Wednesday, May 05, 2010

Dodd-Shelby Amendment Ends Liquidation Fund and Allows Regulators to Impose Industry Bans on Culpable Executives at Failed Firms

Senate Banking Committee Chair Chris Dodd and Ranking Member Richard Shelby have reached an agreement on various issues in the financial reform legislation, S 3217, allowing the measure to move forward. The Dodd-Shelby Amendment kills the $50 billion liquidation fund which was to have been used in the resolution and liquidation of failed financial firms. Creditors will be required to pay back the government any amounts they received above what they would have gotten in liquidation. Those who directly benefited from the orderly liquidation will be the first to pay back the government at a premium rate. Also, under the Amendment, Congress must approve the use of debt guarantees. Also, the Federal Reserve can only use its 13(3) emergency lending authority to help solvent companies. The accord allows regulators to ban culpable management and directors of failed firms from working in the financial sector.

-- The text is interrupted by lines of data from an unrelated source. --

use std::collections::{BTreeMap, HashSet};
use std::sync::Arc;

use crate::database::store::{
    AssessmentStore, QuestionBank, Store, TemplateStore, UserDirectory,
};
use crate::dto::exam_dto::{AssignedExam, ExamCategory, ExamQuestion, ExamView};
use crate::error::{Error, Result};
use crate::models::category::Category;
use crate::models::question::Question;
use crate::services::assignment_lookup::AssignmentLookup;
use crate::utils::batch_sampler::BatchSampler;

/// Questions shown per category in one exam view.
pub const EXAM_BATCH_SIZE: usize = 5;

#[derive(Clone)]
pub struct ExamService {
    store: Arc<dyn Store>,
}

impl ExamService {
    pub fn new(store: Arc<dyn Store>) -> Self {
        Self { store }
    }

    /// Builds the exam a candidate sees for a manager template. Each category
    /// contributes one freshly sampled batch, so repeated calls may differ.
    pub async fn get_exam_details(
        &self,
        candidate_id: i64,
        manager_template_id: i64,
    ) -> Result<ExamView> {
        self.store
            .get_user(candidate_id)
            .await?
            .ok_or_else(|| Error::not_found(format!("Candidate {} not found", candidate_id)))?;
        let template = self
            .store
            .get_manager_template(manager_template_id)
            .await?
            .ok_or_else(|| {
                Error::not_found(format!("Manager template {} not found", manager_template_id))
            })?;

        let maps = self
            .store
            .category_maps_by_manager_template(template.id)
            .await?;

        let mut categories = BTreeMap::new();
        for map in &maps {
            let name = match self.store.get_category(map.category_id).await? {
                Some(category) => category.name,
                None => Category::fallback_name(map.category_id),
            };
            let bank = self.store.questions_by_category(map.category_id).await?;
            let mut sampler = BatchSampler::new(bank, EXAM_BATCH_SIZE);
            let questions = sampler.next_batch().into_iter().map(exam_question).collect();
            categories.insert(
                name,
                ExamCategory {
                    questions,
                    weightage: map.weighage,
                },
            );
        }

        let map_ids: HashSet<i64> = maps.iter().map(|m| m.id).collect();
        let assignment = match self.store.assignments_by_user(candidate_id).await {
            Ok(assignments) => assignments
                .into_iter()
                .find(|a| map_ids.contains(&a.manager_template_category_id)),
            Err(e) => {
                tracing::warn!(candidate_id, error = %e, "schedule lookup failed");
                None
            }
        };

        Ok(ExamView {
            candidate_id,
            manager_template_id: template.id,
            template_name: template.name,
            skill_level: template.skill_level,
            categories,
            schedule_date: assignment.as_ref().map(|a| a.assigned_date.date_naive()),
            time_limit: assignment.as_ref().map(|a| a.time_limit),
        })
    }

    pub async fn get_assigned_exams(&self, candidate_id: i64) -> Result<Vec<AssignedExam>> {
        self.store
            .get_user(candidate_id)
            .await?
            .ok_or_else(|| Error::not_found(format!("Candidate {} not found", candidate_id)))?;

        let assignments = self.store.assignments_by_user(candidate_id).await?;
        let mut lookup = AssignmentLookup::new(self.store.as_ref());
        let mut exams = Vec::with_capacity(assignments.len());
        for assignment in &assignments {
            let Some(resolved) = lookup.resolve(assignment).await? else {
                continue;
            };
            exams.push(AssignedExam {
                assignment_id: assignment.id,
                category_map_id: resolved.category_map.id,
                manager_template_id: resolved.category_map.manager_template_id,
                template_name: resolved.template_name(),
                category_name: resolved.category_name().unwrap_or_default().to_string(),
                weightage: resolved.category_map.weighage,
                skill_level: resolved.template.as_ref().and_then(|t| t.skill_level.clone()),
                time_limit: assignment.time_limit,
                schedule_date: assignment.schedule_date,
                status: assignment.status_label().to_string(),
            });
        }
        Ok(exams)
    }
}

fn exam_question(question: &Question) -> ExamQuestion {
    let options = question.option_values().unwrap_or_else(|e| {
        tracing::warn!(question_id = question.id, error = %e, "unparseable options");
        Vec::new()
    });
    ExamQuestion {
        id: question.id,
        question: question.question.clone(),
        options,
        answer: question.answer.clone(),
    }
}

#[cfg(test)]
mod tests {
    use super::*;
    use crate::database::memory::MemoryStore;
    use crate::dto::schedule_dto::ScheduleExamRequest;
    use crate::models::user::User;
    use crate::services::schedule_service::ScheduleService;
    use crate::utils::time::FixedClock;
    use chrono::{Duration, Utc};

    const OPTIONS: &str = r#"{"A": "1", "B": "2", "C": "3"}"#;

    struct Fixture {
        store: MemoryStore,
        manager_template_id: i64,
        bank_ids: HashSet<i64>,
    }

    async fn fixture(bank_size: usize) -> Fixture {
        let store = MemoryStore::new();
        let category = store.add_category("Rust").await;
        let mut bank_ids = HashSet::new();
        for i in 0..bank_size {
            let q = store
                .add_question(category.id, &format!("q{}", i), OPTIONS, "A")
                .await;
            bank_ids.insert(q.id);
        }
        let admin = store
            .add_admin_template("Backend", None, &[(category.id, Some(4), None)])
            .await;
        store.add_user(User::new(42, "Ada", "Lovelace")).await;

        let now = Utc::now();
        let scheduled = ScheduleService::new(Arc::new(store.clone()), Arc::new(FixedClock(now)))
            .schedule_exam(ScheduleExamRequest {
                template_id: Some(admin.id),
                manager_id: Some(7),
                skill_level: Some("junior".into()),
                question_count: Some("5".into()),
                time_limit_minutes: Some("20".into()),
                scheduled_at: Some(now + Duration::hours(2)),
                user_ids: Some(vec![42]),
            })
            .await
            .unwrap();

        Fixture {
            store,
            manager_template_id: scheduled.manager_template_id,
            bank_ids,
        }
    }

    #[tokio::test]
    async fn exam_shows_at_most_five_questions_from_the_bank() {
        let fx = fixture(12).await;
        let service = ExamService::new(Arc::new(fx.store.clone()));

        for _ in 0..3 {
            let view = service
                .get_exam_details(42, fx.manager_template_id)
                .await
                .unwrap();
            let rust = &view.categories["Rust"];
            assert_eq!(rust.questions.len(), EXAM_BATCH_SIZE);
            assert_eq!(rust.weightage, Some(4));
            let ids: HashSet<i64> = rust.questions.iter().map(|q| q.id).collect();
            assert_eq!(ids.len(), EXAM_BATCH_SIZE);
            assert!(ids.is_subset(&fx.bank_ids));
            assert_eq!(rust.questions[0].options.len(), 3);
            assert_eq!(view.time_limit, Some(20));
            assert_eq!(view.skill_level.as_deref(), Some("junior"));
            assert!(view.schedule_date.is_some());
        }
    }

    #[tokio::test]
    async fn small_bank_is_shown_whole() {
        let fx = fixture(3).await;
        let view = ExamService::new(Arc::new(fx.store.clone()))
            .get_exam_details(42, fx.manager_template_id)
            .await
            .unwrap();
        let ids: HashSet<i64> = view.categories["Rust"].questions.iter().map(|q| q.id).collect();
        assert_eq!(ids, fx.bank_ids);
    }

    #[tokio::test]
    async fn unknown_candidate_or_template_is_not_found() {
        let fx = fixture(1).await;
        let service = ExamService::new(Arc::new(fx.store.clone()));
        assert!(matches!(
            service.get_exam_details(1, fx.manager_template_id).await,
            Err(Error::NotFound(_))
        ));
        assert!(matches!(
            service.get_exam_details(42, 123_456).await,
            Err(Error::NotFound(_))
        ));
    }

    #[tokio::test]
    async fn schedule_date_is_omitted_without_assignment() {
        let fx = fixture(2).await;
        fx.store.add_user(User::new(50, "Grace", "Hopper")).await;
        let view = ExamService::new(Arc::new(fx.store.clone()))
            .get_exam_details(50, fx.manager_template_id)
            .await
            .unwrap();
        assert_eq!(view.schedule_date, None);
        assert_eq!(view.categories["Rust"].questions.len(), 2);
    }

    #[tokio::test]
    async fn assigned_exams_list_scheduled_work() {
        let fx = fixture(2).await;
        let exams = ExamService::new(Arc::new(fx.store.clone()))
            .get_assigned_exams(42)
            .await
            .unwrap();
        assert_eq!(exams.len(), 1);
        assert_eq!(exams[0].manager_template_id, fx.manager_template_id);
        assert_eq!(exams[0].category_name, "Rust");
        assert_eq!(exams[0].status, "Scheduled");
        assert_eq!(exams[0].skill_level.as_deref(), Some("junior"));
    }
}
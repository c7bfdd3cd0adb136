use axum::http::Method;
use tower_http::cors::{Any, CorsLayer};

pub fn permissive_cors() -> CorsLayer {
    CorsLayer::new()
        .allow_methods([Method::GET, Method::POST, Method::OPTIONS])
        .allow_headers(Any)
        .allow_origin(Any)
}
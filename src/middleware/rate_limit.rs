use std::sync::{Arc, Mutex};
use std::time::{Duration, Instant};

use axum::body::Body;
use axum::extract::State;
use axum::http::{Request, StatusCode};
use axum::middleware::Next;
use axum::response::{IntoResponse, Json, Response};
use serde_json::json;

const WINDOW: Duration = Duration::from_secs(1);

#[derive(Debug)]
struct Window {
    start: Instant,
    count: u32,
}

/// Fixed one-second window shared by every route it wraps.
#[derive(Clone, Debug)]
pub struct RateLimiter {
    scope: &'static str,
    rps: u32,
    window: Arc<Mutex<Window>>,
}

impl RateLimiter {
    pub fn new(scope: &'static str, rps: u32) -> Self {
        Self {
            scope,
            rps: rps.max(1),
            window: Arc::new(Mutex::new(Window {
                start: Instant::now(),
                count: 0,
            })),
        }
    }

    fn allow_at(&self, now: Instant) -> bool {
        let mut window = self.window.lock().unwrap_or_else(|poisoned| poisoned.into_inner());
        if now.duration_since(window.start) >= WINDOW {
            window.start = now;
            window.count = 0;
        }
        if window.count < self.rps {
            window.count += 1;
            true
        } else {
            false
        }
    }

    pub fn allow(&self) -> bool {
        self.allow_at(Instant::now())
    }
}

pub async fn rps_middleware(
    State(limiter): State<RateLimiter>,
    req: Request<Body>,
    next: Next,
) -> Response {
    if !limiter.allow() {
        tracing::warn!(scope = limiter.scope, rps = limiter.rps, "rate limit exceeded");
        return (
            StatusCode::TOO_MANY_REQUESTS,
            Json(json!({ "error": "rate_limit_exceeded" })),
        )
            .into_response();
    }
    next.run(req).await
}
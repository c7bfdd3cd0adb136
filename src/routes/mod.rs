pub mod assessment_hub;
pub mod candidate_routes;
pub mod dashboard;
pub mod health;

use axum::{response::IntoResponse, routing::get, routing::post, Json, Router};
use utoipa::OpenApi;

use crate::middleware::rate_limit::{rps_middleware, RateLimiter};
use crate::AppState;

#[derive(OpenApi)]
#[openapi(
    paths(
        health::health,
        assessment_hub::schedule_exam,
        candidate_routes::list_assigned_exams,
        candidate_routes::get_exam_details,
        candidate_routes::submit_exam,
        candidate_routes::list_results,
        candidate_routes::get_result,
        dashboard::get_dashboard,
        dashboard::get_user_assessments,
        dashboard::get_status_counts,
    ),
    tags((name = "assessment", description = "Skill assessment lifecycle"))
)]
pub struct ApiDoc;

pub async fn openapi_json() -> impl IntoResponse {
    Json(ApiDoc::openapi())
}

/// Candidate and manager routes each sit behind their own rate limiter.
pub fn create_router(state: AppState, candidate_rps: u32, manager_rps: u32) -> Router {
    let manager_api = Router::new()
        .route(
            "/api/assessment-hub/schedule-exam",
            post(assessment_hub::schedule_exam),
        )
        .route(
            "/api/assessment-dashboard/:manager_id",
            get(dashboard::get_dashboard),
        )
        .route(
            "/api/assessments/user/:user_id",
            get(dashboard::get_user_assessments),
        )
        .route(
            "/api/assessments/manager/:manager_id/status-count",
            get(dashboard::get_status_counts),
        )
        .layer(axum::middleware::from_fn_with_state(
            RateLimiter::new("manager", manager_rps),
            rps_middleware,
        ));

    let candidate_api = Router::new()
        .route(
            "/api/candidates/:candidate_id/exams",
            get(candidate_routes::list_assigned_exams),
        )
        .route(
            "/api/candidates/:candidate_id/assessment/:manager_template_id",
            get(candidate_routes::get_exam_details),
        )
        .route(
            "/api/candidates/:candidate_id/assessment/:manager_template_id/submit",
            post(candidate_routes::submit_exam),
        )
        .route(
            "/api/candidates/:candidate_id/results",
            get(candidate_routes::list_results),
        )
        .route(
            "/api/candidates/:candidate_id/results/:evaluation_id",
            get(candidate_routes::get_result),
        )
        .layer(axum::middleware::from_fn_with_state(
            RateLimiter::new("candidate", candidate_rps),
            rps_middleware,
        ));

    Router::new()
        .route("/health", get(health::health))
        .route("/api-docs/openapi.json", get(openapi_json))
        .merge(manager_api)
        .merge(candidate_api)
        .with_state(state)
}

The elimination of the liquidation fund sets up a conflict with the House, which provided for a $150 billion dissolution fund administered by the FDIC to facilitate and provide for the orderly and complete dissolution of any failed financial company posing a systemic threat to the financial markets or economy. The conflict will have to be resolved in the upcoming House-Senate conference.

The Amendment requires post resolution reviews to determine whether regulators did all that they were supposed to do to prevent the failure of a systemically significant institution. In Senator Shelby’s view, such a review is essential to hold regulators accountable for their actions or inaction as the case may be. The Amendment significantly tightens up language in the bill dealing with the Fed’s ability to provide liquidity to the financial system in times of severe market distress. It requires the approval of the Treasury Secretary before the Fed can undertake any emergency lending and establishes strict solvency and collateral requirements for any emergency lending, all under strict accountability standards.

According to Senator Dodd, the vast bulk of the legislation remains unchanged. Thus, there will still be an orderly liquidation mechanism for FDIC to unwind failing systemically significant financial companies. And shareholders and unsecured creditors will still bear losses and management will be removed.

Regulators will still have the authority to break up a company if it poses a grave threat to the financial stability of the United States, said the Chair, an large bank holding companies that have received TARP funds will still not be able to avoid Federal Reserve supervision by simply dropping their banks. Most large financial companies are still expected to be resolved through the bankruptcy process.